## Work to be completed
Check every line below for the word "usize" and show those that hold it.

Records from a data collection

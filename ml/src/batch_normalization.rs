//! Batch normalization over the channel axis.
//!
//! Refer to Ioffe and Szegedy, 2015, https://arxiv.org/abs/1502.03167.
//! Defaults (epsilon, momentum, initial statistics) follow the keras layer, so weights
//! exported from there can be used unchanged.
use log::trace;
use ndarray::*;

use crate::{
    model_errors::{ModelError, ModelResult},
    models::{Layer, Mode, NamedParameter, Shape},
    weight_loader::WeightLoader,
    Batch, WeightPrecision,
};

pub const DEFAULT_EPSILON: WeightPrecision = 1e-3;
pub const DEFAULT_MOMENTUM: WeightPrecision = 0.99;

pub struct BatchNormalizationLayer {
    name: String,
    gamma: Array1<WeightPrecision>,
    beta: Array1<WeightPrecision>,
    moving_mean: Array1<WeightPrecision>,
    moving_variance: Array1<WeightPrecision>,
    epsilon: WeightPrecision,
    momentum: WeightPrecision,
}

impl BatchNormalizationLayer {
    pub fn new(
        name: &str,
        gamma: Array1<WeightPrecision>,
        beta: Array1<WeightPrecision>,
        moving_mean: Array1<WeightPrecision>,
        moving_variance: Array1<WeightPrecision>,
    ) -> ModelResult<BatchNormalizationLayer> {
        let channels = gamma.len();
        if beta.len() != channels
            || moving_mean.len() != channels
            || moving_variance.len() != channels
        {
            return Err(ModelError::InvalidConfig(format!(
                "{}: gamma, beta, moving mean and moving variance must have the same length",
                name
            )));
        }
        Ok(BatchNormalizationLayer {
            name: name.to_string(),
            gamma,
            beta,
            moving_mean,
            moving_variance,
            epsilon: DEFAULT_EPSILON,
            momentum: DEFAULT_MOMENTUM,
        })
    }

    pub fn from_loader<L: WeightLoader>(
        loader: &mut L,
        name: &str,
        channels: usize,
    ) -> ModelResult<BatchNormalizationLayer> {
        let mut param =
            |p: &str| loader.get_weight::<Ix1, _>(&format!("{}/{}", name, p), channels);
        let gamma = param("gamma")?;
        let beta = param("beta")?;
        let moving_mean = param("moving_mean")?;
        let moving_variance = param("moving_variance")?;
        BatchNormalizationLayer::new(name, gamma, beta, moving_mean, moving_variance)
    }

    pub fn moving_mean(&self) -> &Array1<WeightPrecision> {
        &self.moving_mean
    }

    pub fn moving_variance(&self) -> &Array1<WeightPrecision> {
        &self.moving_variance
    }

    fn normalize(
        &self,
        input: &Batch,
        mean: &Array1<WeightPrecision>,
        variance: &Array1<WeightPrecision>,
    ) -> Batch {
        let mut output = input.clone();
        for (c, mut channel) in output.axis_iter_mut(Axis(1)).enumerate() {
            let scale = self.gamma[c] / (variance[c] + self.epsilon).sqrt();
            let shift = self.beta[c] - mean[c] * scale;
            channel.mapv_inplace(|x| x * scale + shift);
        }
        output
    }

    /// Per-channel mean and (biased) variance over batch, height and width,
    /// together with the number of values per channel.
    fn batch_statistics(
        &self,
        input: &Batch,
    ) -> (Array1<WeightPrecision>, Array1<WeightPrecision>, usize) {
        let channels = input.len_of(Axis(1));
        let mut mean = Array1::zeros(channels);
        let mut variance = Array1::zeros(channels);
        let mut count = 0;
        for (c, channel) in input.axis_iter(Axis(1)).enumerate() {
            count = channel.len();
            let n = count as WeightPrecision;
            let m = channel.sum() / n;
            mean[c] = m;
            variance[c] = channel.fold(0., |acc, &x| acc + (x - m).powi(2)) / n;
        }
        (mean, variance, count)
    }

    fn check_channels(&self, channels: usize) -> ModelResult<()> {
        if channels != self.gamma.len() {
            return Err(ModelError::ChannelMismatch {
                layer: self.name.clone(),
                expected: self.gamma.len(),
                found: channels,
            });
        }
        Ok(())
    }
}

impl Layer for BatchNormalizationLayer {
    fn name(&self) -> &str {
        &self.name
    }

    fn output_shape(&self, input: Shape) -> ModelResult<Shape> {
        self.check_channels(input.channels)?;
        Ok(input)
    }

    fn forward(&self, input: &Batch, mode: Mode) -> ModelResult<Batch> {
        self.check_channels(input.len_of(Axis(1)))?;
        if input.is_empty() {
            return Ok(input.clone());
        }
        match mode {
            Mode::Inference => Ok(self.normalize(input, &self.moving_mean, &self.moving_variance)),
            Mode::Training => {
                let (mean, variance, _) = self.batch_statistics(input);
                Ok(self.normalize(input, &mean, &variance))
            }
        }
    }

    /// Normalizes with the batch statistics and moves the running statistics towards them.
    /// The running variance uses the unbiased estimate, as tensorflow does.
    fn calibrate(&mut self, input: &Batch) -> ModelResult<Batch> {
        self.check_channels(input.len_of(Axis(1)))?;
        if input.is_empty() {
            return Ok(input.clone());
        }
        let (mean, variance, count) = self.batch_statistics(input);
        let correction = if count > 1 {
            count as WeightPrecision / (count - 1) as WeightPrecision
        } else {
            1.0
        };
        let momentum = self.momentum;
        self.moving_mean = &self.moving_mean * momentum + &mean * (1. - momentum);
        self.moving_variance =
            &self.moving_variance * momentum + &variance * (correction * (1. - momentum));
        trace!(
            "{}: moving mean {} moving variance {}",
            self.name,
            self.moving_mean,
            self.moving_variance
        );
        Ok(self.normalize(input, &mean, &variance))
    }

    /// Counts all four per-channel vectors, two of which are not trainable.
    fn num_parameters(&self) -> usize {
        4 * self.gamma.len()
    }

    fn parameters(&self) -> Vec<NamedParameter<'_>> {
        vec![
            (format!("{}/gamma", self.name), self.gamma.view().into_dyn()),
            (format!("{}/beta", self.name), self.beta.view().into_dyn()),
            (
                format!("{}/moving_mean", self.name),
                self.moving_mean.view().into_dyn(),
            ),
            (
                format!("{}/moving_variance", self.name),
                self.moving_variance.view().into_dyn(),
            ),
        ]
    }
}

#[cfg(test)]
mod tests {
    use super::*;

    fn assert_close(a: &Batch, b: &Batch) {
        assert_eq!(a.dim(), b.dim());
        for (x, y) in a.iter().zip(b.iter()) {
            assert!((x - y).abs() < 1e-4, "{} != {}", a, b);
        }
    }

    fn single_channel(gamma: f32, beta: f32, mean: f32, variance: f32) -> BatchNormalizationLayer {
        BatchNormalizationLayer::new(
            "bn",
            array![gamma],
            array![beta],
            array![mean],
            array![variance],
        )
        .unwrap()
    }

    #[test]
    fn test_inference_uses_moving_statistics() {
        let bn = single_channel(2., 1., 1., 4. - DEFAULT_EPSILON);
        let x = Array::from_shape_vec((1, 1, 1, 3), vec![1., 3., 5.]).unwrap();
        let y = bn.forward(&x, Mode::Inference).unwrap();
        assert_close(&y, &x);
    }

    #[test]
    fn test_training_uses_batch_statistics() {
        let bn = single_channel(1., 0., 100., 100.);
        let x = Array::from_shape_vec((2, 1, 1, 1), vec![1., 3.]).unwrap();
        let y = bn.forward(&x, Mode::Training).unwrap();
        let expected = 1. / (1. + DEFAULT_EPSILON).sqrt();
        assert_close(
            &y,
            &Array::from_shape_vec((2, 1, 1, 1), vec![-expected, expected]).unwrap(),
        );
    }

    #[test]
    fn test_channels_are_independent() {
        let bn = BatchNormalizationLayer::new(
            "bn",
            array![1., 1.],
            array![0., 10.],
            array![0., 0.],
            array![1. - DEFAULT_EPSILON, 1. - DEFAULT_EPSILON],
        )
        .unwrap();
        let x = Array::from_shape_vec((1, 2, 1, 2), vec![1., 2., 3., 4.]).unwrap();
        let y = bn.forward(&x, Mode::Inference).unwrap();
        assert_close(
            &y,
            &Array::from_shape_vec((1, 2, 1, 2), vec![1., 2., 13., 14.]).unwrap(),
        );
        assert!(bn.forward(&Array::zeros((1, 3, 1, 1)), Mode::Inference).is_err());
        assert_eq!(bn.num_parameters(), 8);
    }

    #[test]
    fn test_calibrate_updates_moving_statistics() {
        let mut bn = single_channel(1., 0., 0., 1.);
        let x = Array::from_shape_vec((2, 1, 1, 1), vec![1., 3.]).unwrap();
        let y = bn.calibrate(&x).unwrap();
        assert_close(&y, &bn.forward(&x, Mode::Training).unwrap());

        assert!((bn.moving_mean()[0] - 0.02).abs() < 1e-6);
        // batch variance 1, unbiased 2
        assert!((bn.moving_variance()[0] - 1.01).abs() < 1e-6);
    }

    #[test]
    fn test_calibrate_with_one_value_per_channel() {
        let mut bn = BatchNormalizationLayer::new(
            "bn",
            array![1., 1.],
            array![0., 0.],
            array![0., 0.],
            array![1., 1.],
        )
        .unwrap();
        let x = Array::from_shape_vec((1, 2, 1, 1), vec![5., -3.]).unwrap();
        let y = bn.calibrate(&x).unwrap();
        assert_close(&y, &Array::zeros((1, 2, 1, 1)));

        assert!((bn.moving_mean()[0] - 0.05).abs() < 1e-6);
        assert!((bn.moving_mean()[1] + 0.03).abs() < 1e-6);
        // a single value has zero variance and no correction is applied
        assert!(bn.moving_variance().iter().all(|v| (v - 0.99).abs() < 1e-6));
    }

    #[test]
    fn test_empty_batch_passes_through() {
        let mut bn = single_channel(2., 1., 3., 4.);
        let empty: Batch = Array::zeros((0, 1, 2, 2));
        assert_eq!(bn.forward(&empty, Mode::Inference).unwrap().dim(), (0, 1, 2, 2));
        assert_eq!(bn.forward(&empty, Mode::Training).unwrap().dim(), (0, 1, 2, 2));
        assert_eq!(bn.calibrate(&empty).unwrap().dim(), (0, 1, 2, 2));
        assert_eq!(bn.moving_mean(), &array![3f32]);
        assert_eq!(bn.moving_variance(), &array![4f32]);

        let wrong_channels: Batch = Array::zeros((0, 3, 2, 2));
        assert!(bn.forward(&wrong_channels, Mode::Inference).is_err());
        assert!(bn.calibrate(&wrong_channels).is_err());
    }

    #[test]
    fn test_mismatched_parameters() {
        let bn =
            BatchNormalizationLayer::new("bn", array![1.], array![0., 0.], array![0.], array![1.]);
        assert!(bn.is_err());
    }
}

## Written reply
        channels: usize,
    ) -> (Array1<WeightPrecision>, Array1<WeightPrecision>, usize) {
    fn check_channels(&self, channels: usize) -> ModelResult<()> {
    fn num_parameters(&self) -> usize {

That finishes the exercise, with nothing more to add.